La hausse des prix, qui s’accompagne d’une baisse des surfaces, pourrait faire penser à une stratégie d’optimisation des coûts : les ménages tentant de réduire le coût en réduisant les surfaces construites. On retrouve cette logique, de manière plus marquée en ce qui concerne les terrains, dont la surface est plus facile à réduire sans en ressentir de gêne[10].

France métropolitaine, 2018 – EPTB, 2019.

On notera toutefois que la baisse très forte des surfaces des terrains à bâtir destinés à la construction de maisons individuelles, entre 2006 et 2018 (de + de 1 300 m² à – de 950 m²) ne s’est pas accompagnée d’une stabilisation ou d’une stabilisation des prix des terrains. Ceux-ci ont connu une augmentation très forte depuis 12 ans : de moins de 69 000 € en 2006 à plus de 81 000 € en 2018. Le poids du prix du terrain varie fortement (de 20 à 50 % du coût total de la maison), et il est ainsi fortement lié à l’évolution du coût global des maisons (terrain+construction).
Il convient donc, dans ce cadre, d’envisager à la fois la possible exclusion de ménages modestes et/ou des jeunes d’un marché dont les prix montent et parallèlement les stratégies de ces mêmes ménages pour réduire les coûts, en optimisant les surfaces, tant en termes de m2 de terrain que de m2 habitables.
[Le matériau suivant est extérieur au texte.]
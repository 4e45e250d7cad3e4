use regex::Regex;

use super::{log_parameter_finding, Filter, ParameterFilterOptions, Selector};
use crate::envelope::Envelope;
use crate::error::{Error, Result};

/// Validates selected parameters against a type and a regex.
///
/// For each selected parameter, in selection order:
/// 1. if the value does not have the configured [`ParameterType`], the
///    request is suspicious and the regex is not applied;
/// 2. otherwise every value (each element of a list) must match the
///    validator; the first one that doesn't makes the request suspicious.
///
/// Evaluation stops at the first failure, which is the only one logged.
///
/// [`ParameterType`]: super::ParameterType
///
/// # Example
///
/// ```
/// use std::sync::Arc;
/// use request_defence::{
///     Envelope, Filter, InvalidParameterFilter, MemoryLogger, ParameterFilterOptions, Request,
///     Selector,
/// };
///
/// let filter = InvalidParameterFilter::new(
///     Selector::names(["starts_on"]).unwrap(),
///     r"^\d{4}-\d{2}-\d{2}$",
///     ParameterFilterOptions::new(),
/// )
/// .unwrap();
///
/// let logger = Arc::new(MemoryLogger::new());
/// let clean = Envelope::new(Request::get("/?starts_on=2020-03-12").build().unwrap(), logger.clone());
/// let padded = Envelope::new(Request::get("/?starts_on=+2020-03-12+").build().unwrap(), logger.clone());
///
/// assert!(!filter.evaluate(&clean));
/// assert!(filter.evaluate(&padded));
/// assert_eq!(logger.len(), 1);
/// ```
#[derive(Debug, Clone)]
pub struct InvalidParameterFilter {
    selector: Selector,
    validator: Regex,
    options: ParameterFilterOptions,
}

impl InvalidParameterFilter {
    /// Creates a filter applying `validator` to the parameters picked by
    /// `selector`.
    ///
    /// # Errors
    ///
    /// Returns [`Error::InvalidOption`] for an empty validator and
    /// [`Error::InvalidPattern`] if it does not compile.
    pub fn new(
        selector: Selector,
        validator: &str,
        options: ParameterFilterOptions,
    ) -> Result<Self> {
        if validator.is_empty() {
            return Err(Error::invalid_option(
                "validator",
                validator,
                "a non-empty regex",
            ));
        }

        let validator = Regex::new(validator).map_err(|source| Error::InvalidPattern {
            pattern: validator.to_string(),
            source,
        })?;

        Ok(Self::with_compiled(selector, validator, options))
    }

    pub(crate) fn with_compiled(
        selector: Selector,
        validator: Regex,
        options: ParameterFilterOptions,
    ) -> Self {
        Self {
            selector,
            validator,
            options,
        }
    }

    /// Returns the selector.
    pub fn selector(&self) -> &Selector {
        &self.selector
    }

    /// Returns the validator regex, as written.
    pub fn validator(&self) -> &str {
        self.validator.as_str()
    }

    /// Returns the options.
    pub fn options(&self) -> &ParameterFilterOptions {
        &self.options
    }
}

impl Filter for InvalidParameterFilter {
    fn evaluate(&self, envelope: &Envelope) -> bool {
        let level = self.options.log_level();
        let required_type = self.options.parameter_type();

        for parameter in self.selector.select(envelope.request()) {
            if !required_type.accepts(parameter.value) {
                let message = format!(
                    "The value of `{}` is not of type `{}`",
                    parameter.qualified_name(),
                    required_type
                );
                log_parameter_finding(envelope, level, &message, &parameter);
                return true;
            }

            if parameter
                .value
                .values()
                .any(|value| !self.validator.is_match(value))
            {
                let message = format!(
                    "The value of `{}` failed validation using the regex `{}`.",
                    parameter.qualified_name(),
                    self.validator.as_str()
                );
                log_parameter_finding(envelope, level, &message, &parameter);
                return true;
            }
        }

        false
    }

    fn name(&self) -> &str {
        "invalid_parameter"
    }
}
//! Per-request context passed down the filter chain and into the handler.

use std::fmt;
use std::sync::Arc;

use once_cell::sync::Lazy;
use serde_json::Value;

use crate::logger::{LogContext, LogLevel, Logger};
use crate::request::Request;

static HOST_NAME: Lazy<Option<String>> = Lazy::new(sysinfo::System::host_name);

/// Bundles an inbound request with the logger that findings are reported to.
///
/// An envelope is created once per request and borrowed by every filter and
/// by the handler. The request and logger cannot be swapped after
/// construction.
///
/// # Example
///
/// ```
/// use std::sync::Arc;
/// use request_defence::{Envelope, LogLevel, MemoryLogger, Request};
///
/// let logger = Arc::new(MemoryLogger::new());
/// let request = Request::get("http://foo.com/?bar=baz").build().unwrap();
/// let envelope = Envelope::new(request, logger.clone());
///
/// envelope.add_log_entry(LogLevel::Warning, "The request looks suspicious.");
///
/// let record = &logger.records()[0];
/// assert_eq!(record.context["uri"], "http://foo.com/?bar=baz");
/// assert_eq!(record.context["request_method"], "GET");
/// ```
pub struct Envelope {
    request: Request,
    logger: Arc<dyn Logger>,
}

impl Envelope {
    /// Creates an envelope for one request.
    pub fn new(request: Request, logger: Arc<dyn Logger>) -> Self {
        Self { request, logger }
    }

    /// Returns the request under inspection.
    pub fn request(&self) -> &Request {
        &self.request
    }

    /// Returns the logger findings are reported to.
    pub fn logger(&self) -> &dyn Logger {
        self.logger.as_ref()
    }

    /// Builds the context attached to every log entry for this request.
    ///
    /// Always contains `request_method` and `uri`, plus `host_name` when the
    /// host name can be determined. `user_agent` and `referer` are added when
    /// those headers are present, and `parameters` when the body scope is not
    /// empty.
    pub fn log_context(&self) -> LogContext {
        let request = &self.request;
        let mut context = LogContext::new();

        if let Some(host_name) = HOST_NAME.as_deref() {
            context.insert("host_name".to_string(), Value::from(host_name));
        }
        context.insert(
            "request_method".to_string(),
            Value::from(request.method().as_str()),
        );
        context.insert("uri".to_string(), Value::from(request.uri()));

        if let Some(user_agent) = request.header("user-agent") {
            context.insert("user_agent".to_string(), Value::from(user_agent.into_owned()));
        }
        if let Some(referer) = request.header("referer") {
            context.insert("referer".to_string(), Value::from(referer.into_owned()));
        }
        if !request.body().is_empty() {
            context.insert(
                "parameters".to_string(),
                Value::Object(request.body().clone().into()),
            );
        }

        context
    }

    /// Logs a message, with the request's context, at the given level.
    pub fn add_log_entry(&self, level: LogLevel, message: &str) {
        self.logger.log(level, message, &self.log_context());
    }

    /// Logs a message with the request's context extended by `extra`.
    ///
    /// Keys in `extra` override the standard keys.
    pub fn add_log_entry_with(&self, level: LogLevel, message: &str, extra: LogContext) {
        let mut context = self.log_context();
        context.extend(extra);
        self.logger.log(level, message, &context);
    }
}

impl fmt::Debug for Envelope {
    fn fmt(&self, f: &mut fmt::Formatter<'_>) -> fmt::Result {
        f.debug_struct("Envelope")
            .field("request", &self.request)
            .finish_non_exhaustive()
    }
}

#[cfg(test)]
mod tests {
    use super::*;
    use crate::logger::MemoryLogger;
    use crate::request::ParameterBag;

    fn envelope(request: Request) -> (Envelope, Arc<MemoryLogger>) {
        let logger = Arc::new(MemoryLogger::new());
        (Envelope::new(request, logger.clone()), logger)
    }

    #[test]
    fn exposes_the_request() {
        let request = Request::get("http://foo.com/").build().unwrap();
        let (envelope, _) = envelope(request);

        assert_eq!(envelope.request().uri(), "http://foo.com/");
    }

    #[test]
    fn fully_loaded_request_adds_headers_to_the_context() {
        let request = Request::get("/?bar=baz&qux=quux")
            .header("Host", "foo.com")
            .header("User-Agent", "garply")
            .header("Referer", "grault")
            .build()
            .unwrap();
        let (envelope, logger) = envelope(request);

        envelope.add_log_entry(LogLevel::Warning, "The request looks suspicious.");

        let records = logger.records();
        assert_eq!(records.len(), 1);
        let record = &records[0];
        assert_eq!(record.level, LogLevel::Warning);
        assert_eq!(record.message, "The request looks suspicious.");
        assert_eq!(record.context["request_method"], "GET");
        assert_eq!(record.context["uri"], "http://foo.com/?bar=baz&qux=quux");
        assert_eq!(record.context["user_agent"], "garply");
        assert_eq!(record.context["referer"], "grault");
        assert!(!record.context.contains_key("parameters"));
    }

    #[test]
    fn minimal_request_omits_optional_keys() {
        let request = Request::get("http://foo.com/?bar=baz").build().unwrap();
        let (envelope, logger) = envelope(request);

        envelope.add_log_entry(LogLevel::Emergency, "The request looks suspicious.");

        let context = &logger.records()[0].context;
        assert!(!context.contains_key("user_agent"));
        assert!(!context.contains_key("referer"));
        assert!(!context.contains_key("parameters"));
        assert_eq!(
            context.contains_key("host_name"),
            sysinfo::System::host_name().is_some()
        );
    }

    #[test]
    fn body_parameters_are_added_to_the_context() {
        let body: ParameterBag = [("foo", "bar"), ("baz", "qux")].into_iter().collect();
        let request = Request::post("http://foo.com/")
            .build()
            .unwrap()
            .with_body_parameters(body);
        let (envelope, logger) = envelope(request);

        envelope.add_log_entry(LogLevel::Emergency, "The request looks suspicious.");

        let context = &logger.records()[0].context;
        assert_eq!(context["request_method"], "POST");
        assert_eq!(
            context["parameters"],
            serde_json::json!({ "foo": "bar", "baz": "qux" })
        );
    }

    #[test]
    fn extra_context_is_merged() {
        let request = Request::get("http://foo.com/?id=x").build().unwrap();
        let (envelope, logger) = envelope(request);

        let mut extra = LogContext::new();
        extra.insert("parameter".to_string(), "query.id".into());
        envelope.add_log_entry_with(LogLevel::Notice, "bad id", extra);

        let context = &logger.records()[0].context;
        assert_eq!(context["parameter"], "query.id");
        assert_eq!(context["uri"], "http://foo.com/?id=x");
    }
}
use std::fmt;
use std::str::FromStr;

use crate::error::Error;

/// Log severity, using the usual eight-level syslog vocabulary.
#[derive(Debug, Clone, Copy, PartialEq, Eq, Hash, Default)]
pub enum LogLevel {
    /// System is unusable
    Emergency,
    /// Action must be taken immediately
    Alert,
    /// Critical conditions
    Critical,
    /// Runtime errors that do not require immediate action
    Error,
    /// Exceptional occurrences that are not errors
    #[default]
    Warning,
    /// Normal but significant events
    Notice,
    /// Interesting events
    Info,
    /// Detailed debug information
    Debug,
}

impl LogLevel {
    /// All levels, most severe first.
    pub const ALL: [LogLevel; 8] = [
        LogLevel::Emergency,
        LogLevel::Alert,
        LogLevel::Critical,
        LogLevel::Error,
        LogLevel::Warning,
        LogLevel::Notice,
        LogLevel::Info,
        LogLevel::Debug,
    ];

    /// Returns the lowercase name of the level.
    pub fn as_str(self) -> &'static str {
        match self {
            LogLevel::Emergency => "emergency",
            LogLevel::Alert => "alert",
            LogLevel::Critical => "critical",
            LogLevel::Error => "error",
            LogLevel::Warning => "warning",
            LogLevel::Notice => "notice",
            LogLevel::Info => "info",
            LogLevel::Debug => "debug",
        }
    }

    /// Returns the priority of the level: 8 for emergency down to 1 for debug.
    pub fn priority(self) -> u8 {
        match self {
            LogLevel::Emergency => 8,
            LogLevel::Alert => 7,
            LogLevel::Critical => 6,
            LogLevel::Error => 5,
            LogLevel::Warning => 4,
            LogLevel::Notice => 3,
            LogLevel::Info => 2,
            LogLevel::Debug => 1,
        }
    }

    /// Returns `true` if this level is at least as severe as `minimum`.
    pub fn meets(self, minimum: LogLevel) -> bool {
        self.priority() >= minimum.priority()
    }
}

impl fmt::Display for LogLevel {
    fn fmt(&self, f: &mut fmt::Formatter<'_>) -> fmt::Result {
        f.write_str(self.as_str())
    }
}

impl FromStr for LogLevel {
    type Err = Error;

    fn from_str(s: &str) -> Result<Self, Self::Err> {
        LogLevel::ALL
            .into_iter()
            .find(|level| level.as_str() == s)
            .ok_or_else(|| {
                let names: Vec<_> = LogLevel::ALL
                    .iter()
                    .map(|level| format!("`{}`", level))
                    .collect();
                Error::invalid_option("log_level", s, format!("one of {}", names.join(", ")))
            })
    }
}
/// The value of a request parameter.
///
/// A parameter is either a plain string (`?id=1`) or a list of strings
/// (`?id[]=1&id[]=2`).
#[derive(Debug, Clone, PartialEq, Eq, Serialize)]
#[serde(untagged)]
pub enum ParameterValue {
    /// A single string value
    Scalar(String),
    /// Several values submitted under one name
    List(Vec<String>),
}

impl ParameterValue {
    /// Returns `true` if this is a list value.
    pub fn is_list(&self) -> bool {
        matches!(self, ParameterValue::List(_))
    }

    /// Returns the scalar value, or `None` for a list.
    pub fn as_scalar(&self) -> Option<&str> {
        match self {
            ParameterValue::Scalar(value) => Some(value),
            ParameterValue::List(_) => None,
        }
    }

    /// Iterates over the value, or over each element of a list, in order.
    pub fn values(&self) -> impl Iterator<Item = &str> {
        let values: &[String] = match self {
            ParameterValue::Scalar(value) => std::slice::from_ref(value),
            ParameterValue::List(values) => values,
        };

        values.iter().map(String::as_str)
    }
}

impl From<&str> for ParameterValue {
    fn from(value: &str) -> Self {
        ParameterValue::Scalar(value.to_string())
    }
}

impl From<String> for ParameterValue {
    fn from(value: String) -> Self {
        ParameterValue::Scalar(value)
    }
}

impl<S: Into<String>> From<Vec<S>> for ParameterValue {
    fn from(values: Vec<S>) -> Self {
        ParameterValue::List(values.into_iter().map(Into::into).collect())
    }
}
use http::Method;

use super::{Filter, FilterOptions};
use crate::envelope::Envelope;
use crate::request::ParameterValue;

/// The header frameworks read a method override from.
pub const METHOD_OVERRIDE_HEADER: &str = "X-HTTP-METHOD-OVERRIDE";

const METHOD_OVERRIDE_PARAMETER: &str = "_method";

/// Methods a request may legitimately be overridden to.
pub const VALID_OVERRIDE_METHODS: [&str; 10] = [
    "HEAD", "GET", "POST", "PUT", "PATCH", "DELETE", "PURGE", "OPTIONS", "TRACE", "CONNECT",
];

/// Flags abuse of HTTP method overriding.
///
/// Overrides are collected from the `X-HTTP-METHOD-OVERRIDE` header, the body
/// parameter `_method` and the query parameter `_method`, and compared in
/// upper case. The request is suspicious if:
/// - any override is a list rather than a single value;
/// - any override is not a known method;
/// - an override is present but the request was not made with `POST`.
///
/// A request with no override is never suspicious.
#[derive(Debug, Clone, Default)]
pub struct InvalidMethodOverrideFilter {
    options: FilterOptions,
}

impl InvalidMethodOverrideFilter {
    /// Creates the filter.
    pub fn new(options: FilterOptions) -> Self {
        Self { options }
    }

    /// Returns the options.
    pub fn options(&self) -> &FilterOptions {
        &self.options
    }
}

impl Filter for InvalidMethodOverrideFilter {
    fn evaluate(&self, envelope: &Envelope) -> bool {
        let request = envelope.request();
        let level = self.options.log_level();

        let mut overrides = Vec::new();
        if let Some(header) = request.header(METHOD_OVERRIDE_HEADER) {
            overrides.push(header.to_ascii_uppercase());
        }
        for bag in [request.body(), request.query()] {
            match bag.get(METHOD_OVERRIDE_PARAMETER) {
                None => {}
                Some(ParameterValue::Scalar(method)) => overrides.push(method.to_ascii_uppercase()),
                Some(ParameterValue::List(_)) => {
                    envelope.add_log_entry(level, "The type of the request-method override is invalid");
                    return true;
                }
            }
        }

        if overrides.is_empty() {
            return false;
        }

        let invalid: Vec<String> = overrides
            .iter()
            .filter(|method| !VALID_OVERRIDE_METHODS.contains(&method.as_str()))
            .map(|method| format!("`{}`", method))
            .collect();
        if !invalid.is_empty() {
            let message = format!(
                "The request contains invalid request-method overrides: {}",
                invalid.join(", ")
            );
            envelope.add_log_entry(level, &message);
            return true;
        }

        let method = request.method();
        if *method != Method::POST {
            let message = format!(
                "The request-method override accompanies a `{}` request",
                method
            );
            envelope.add_log_entry(level, &message);
            return true;
        }

        false
    }

    fn name(&self) -> &str {
        "invalid_method_override"
    }
}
Un marché de classes intermédiaires, des ouvriers moins présents

Les maisons individuelles autorisées entre 2010 et 2018[11] sont pour pratiquement la moitié d’entre elles le fait de catégories qualifiées de « professions intermédiaires » et « employés » ; il s’agit donc d’une sorte de « classe moyenne » (on retrouve une structure proche de celle de la population française dans son ensemble). La chute de la part des employés entre 2013 et 2014, qui correspond à une hausse des professions intermédiaires, est liée à un changement de définition.
Les agriculteurs exploitants ne représentent pour leur part que 2 à 4 % des ménages.

France métropolitaine, 2018 – EPTB, 2019.

En 9 ans, la part des ouvriers est en forte baisse (chutant de plus de 15 % à 10 %) tandis que celle des cadres supérieurs augmente de 16 % à plus de 20 % (les cadres actifs représentent 1O % de la population française de plus de 15 ans). Ces évolutions confirment que les difficultés d’accession à la propriété, qui seraient liées notamment à des prix élevés, touchent en particulier les ménages les plus modestes. Alors que les ouvriers, pourtant davantage enclins à accéder à la propriété sur ce segment de la maison individuelle neuve, semblent en difficulté, les classes médianes maintiennent leur part dans ce marché. Les cadres voient leur rôle se renforcer : signe qu’il existe aussi un pavillonnaire aisé, dont le poids est substantiel : le pavillonnaire n’est pas un mode de logement réservé aux plus modestes.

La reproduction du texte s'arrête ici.